Note that a modified version of the function will also work for locally special variables:
(defun mutant/local-special (a b)
(let ((x 1))
(declare (special x))
(set a b)
x))
But in this case you always know there's a special binding happening because you can always see the declaration.
When you write something like
(map (lambda (var)
(set var 0))
'(a b c))
my first thought was that you try to accumulate unordered sets of the form ( (a 0) (b 0) (c 0) ).
You cannot implement your own setter for any of the internal data structures that are provided by the language as this would mean to write a scheme function to modify some data structures that is implemented in C. For the data structures implemented in C you need to provide setters written in C -- supposing the lower language is C.
If you want to implement your own setter you either
-- check how the data structure in implmented, and if it's implemented in scheme you will undestand how to modify it
-- define your own data structure using already existing data structures and define setters for it.
A setter that mutates the data structure contains a ! at the end of its name, such as set!, append!, etc.
A function call just evaluates a series of instructions in an extended environment, the environment in particular is that of definition extended with its function parameters, this is prety much the case in any language...
If you do this:
(define (my-set var val)
(set! var val))
you will bind the value of val to var, but only within the scope of the current call on my-set.

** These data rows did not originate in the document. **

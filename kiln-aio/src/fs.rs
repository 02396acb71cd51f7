/*
File: kiln-aio/src/fs.rs
Purpose: Primitive synchronous filesystem operations.
*/
use std::fs::{self, Permissions};
use std::io::{self, Write};
use std::os::unix::fs::{symlink, PermissionsExt};
use std::path::{Path, PathBuf};
use std::sync::Arc;

use kiln_common::error::{KilnError, Result};
use rand::distr::Alphanumeric;
use rand::Rng;
use tempfile::NamedTempFile;
use tracing::{debug, error, warn};
use walkdir::WalkDir;

/// Checks if a path exists without following symlinks.
pub fn check_symlink_exists(path: &Path) -> bool {
    path.symlink_metadata().is_ok()
}

pub fn is_symlink(path: &Path) -> bool {
    path.symlink_metadata()
        .map(|m| m.file_type().is_symlink())
        .unwrap_or(false)
}

/// Creates a directory and all its parent components if they are missing.
pub fn create_dir_all(path: &Path) -> Result<()> {
    debug!("Creating directory recursively: {}", path.display());
    fs::create_dir_all(path).map_err(|e| {
        error!("Failed create dir {}: {}", path.display(), e);
        KilnError::from(e)
    })
}

/// Removes whatever is at `path` (file, symlink or directory tree). Missing
/// paths are not an error.
pub fn remove_path(path: &Path) -> Result<()> {
    let meta = match path.symlink_metadata() {
        Ok(meta) => meta,
        Err(e) if e.kind() == io::ErrorKind::NotFound => return Ok(()),
        Err(e) => return Err(e.into()),
    };
    let result = if meta.is_dir() {
        debug!("Removing directory recursively: {}", path.display());
        fs::remove_dir_all(path)
    } else {
        debug!("Removing file: {}", path.display());
        fs::remove_file(path)
    };
    match result {
        Ok(()) => Ok(()),
        Err(e) if e.kind() == io::ErrorKind::NotFound => Ok(()),
        Err(e) => {
            error!("Failed to remove {}: {}", path.display(), e);
            Err(e.into())
        }
    }
}

/// Removes empty parent directories of `path` up to (not including) `stop_at`.
pub fn prune_empty_parents(path: &Path, stop_at: &Path) {
    let mut current = path.parent();
    while let Some(dir) = current {
        if dir == stop_at || !dir.starts_with(stop_at) {
            break;
        }
        match fs::remove_dir(dir) {
            Ok(()) => debug!("Removed empty directory {}", dir.display()),
            Err(_) => break,
        }
        current = dir.parent();
    }
}

/// A sibling path of `path` with a random suffix, e.g. `foo.tmp-Ab12Cd34`.
pub fn sibling_temp_path(path: &Path, tag: &str) -> PathBuf {
    let suffix: String = rand::rng()
        .sample_iter(&Alphanumeric)
        .take(8)
        .map(char::from)
        .collect();
    let name = path
        .file_name()
        .map(|n| n.to_string_lossy().into_owned())
        .unwrap_or_default();
    path.with_file_name(format!(".{name}.{tag}-{suffix}"))
}

/// Points `link` at `target`, replacing any existing symlink in one rename.
/// Refuses to replace anything that is not a symlink.
pub fn replace_symlink(target: &Path, link: &Path) -> Result<()> {
    if let Some(parent) = link.parent() {
        create_dir_all(parent)?;
    }
    if check_symlink_exists(link) && !is_symlink(link) {
        return Err(KilnError::Install(format!(
            "Refusing to replace non-symlink at {}",
            link.display()
        )));
    }
    let temp = sibling_temp_path(link, "link");
    symlink(target, &temp).map_err(|e| {
        error!(
            "Failed create symlink {} -> {}: {}",
            temp.display(),
            target.display(),
            e
        );
        KilnError::from(e)
    })?;
    if let Err(e) = fs::rename(&temp, link) {
        let _ = fs::remove_file(&temp);
        error!("Failed to move symlink into place at {}: {}", link.display(), e);
        return Err(e.into());
    }
    debug!("Linked {} -> {}", link.display(), target.display());
    Ok(())
}

/// Sets file permissions. Mode is standard Unix octal mode.
pub fn set_permissions(path: &Path, mode: u32) -> Result<()> {
    debug!("Setting permissions on {}: {:o}", path.display(), mode);
    fs::set_permissions(path, Permissions::from_mode(mode)).map_err(|e| {
        error!("Failed set permissions on {}: {}", path.display(), e);
        KilnError::from(e)
    })
}

/// Atomically writes data to a file using a temporary file in the same directory.
pub fn atomic_write_file(original_path: &Path, content: &[u8]) -> Result<()> {
    let dir = original_path.parent().ok_or_else(|| {
        KilnError::Generic(format!(
            "Cannot get parent directory for {}",
            original_path.display()
        ))
    })?;
    create_dir_all(dir)?;

    let mut temp_file = NamedTempFile::new_in(dir)?;
    let temp_path = temp_file.path().to_path_buf();

    debug!(
        "Atomically writing {} bytes to {} via temp file {}",
        content.len(),
        original_path.display(),
        temp_path.display()
    );

    temp_file.write_all(content)?;
    temp_file.flush()?;
    temp_file.as_file().sync_all()?;

    temp_file.persist(original_path).map_err(|e| {
        error!(
            "Failed to persist temporary file {} over {}: {}",
            temp_path.display(),
            original_path.display(),
            e.error
        );
        KilnError::Io(Arc::new(e.error))
    })?;

    if let Err(e) = set_permissions(original_path, 0o644) {
        warn!(
            "Failed to set permissions on {}: {}",
            original_path.display(),
            e
        );
    }
    Ok(())
}

/// Copies the tree under `src` into `dst` (created if needed), preserving
/// symlinks and permission bits. Returns the copied file paths relative to
/// `dst`, sorted.
pub fn copy_tree(src: &Path, dst: &Path) -> Result<Vec<PathBuf>> {
    create_dir_all(dst)?;
    let mut copied = Vec::new();
    for entry in WalkDir::new(src).min_depth(1).follow_links(false) {
        let entry = entry.map_err(|e| {
            KilnError::Generic(format!("Failed to walk {}: {e}", src.display()))
        })?;
        let rel = entry
            .path()
            .strip_prefix(src)
            .map_err(|e| KilnError::Generic(e.to_string()))?
            .to_path_buf();
        let target = dst.join(&rel);
        let file_type = entry.file_type();

        if file_type.is_dir() {
            fs::create_dir_all(&target)?;
            let mode = entry.metadata().map(|m| m.permissions().mode()).unwrap_or(0o755);
            fs::set_permissions(&target, Permissions::from_mode(mode | 0o700))?;
        } else if file_type.is_symlink() {
            let link_target = fs::read_link(entry.path())?;
            symlink(&link_target, &target)?;
            copied.push(rel);
        } else {
            fs::copy(entry.path(), &target)?;
            copied.push(rel);
        }
    }
    copied.sort();
    debug!(
        "Copied {} entries from {} to {}",
        copied.len(),
        src.display(),
        dst.display()
    );
    Ok(copied)
}
// kiln-core/src/install/mod.rs
// Install Transaction: the only code that writes to the cellar and prefix.

pub mod link;
pub mod transaction;

pub use transaction::{active_install, install, InstallOutcome};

The reason you cannot write such function has to do with the nature of scheme itself, var is a pointer to whatever you pass in the function, but set! will make this pointer point to something else (still within the scope of my-set). my-set could work if we had some sort of mechanism of using actual pointers, as some low lever languages allow. But scheme does not...
Note that scheme goes very well with the functional programming style as well as recursion, so if you have a need for a function as you described, you are probably "doing something wrong"... :)
You can, however, do this:
(define my-list (list 1 2 3))
(define (my-set a-list a-value)
(set-car! my-list a-value))
> (my-set my-list 4)
> my-list
(4 2 3)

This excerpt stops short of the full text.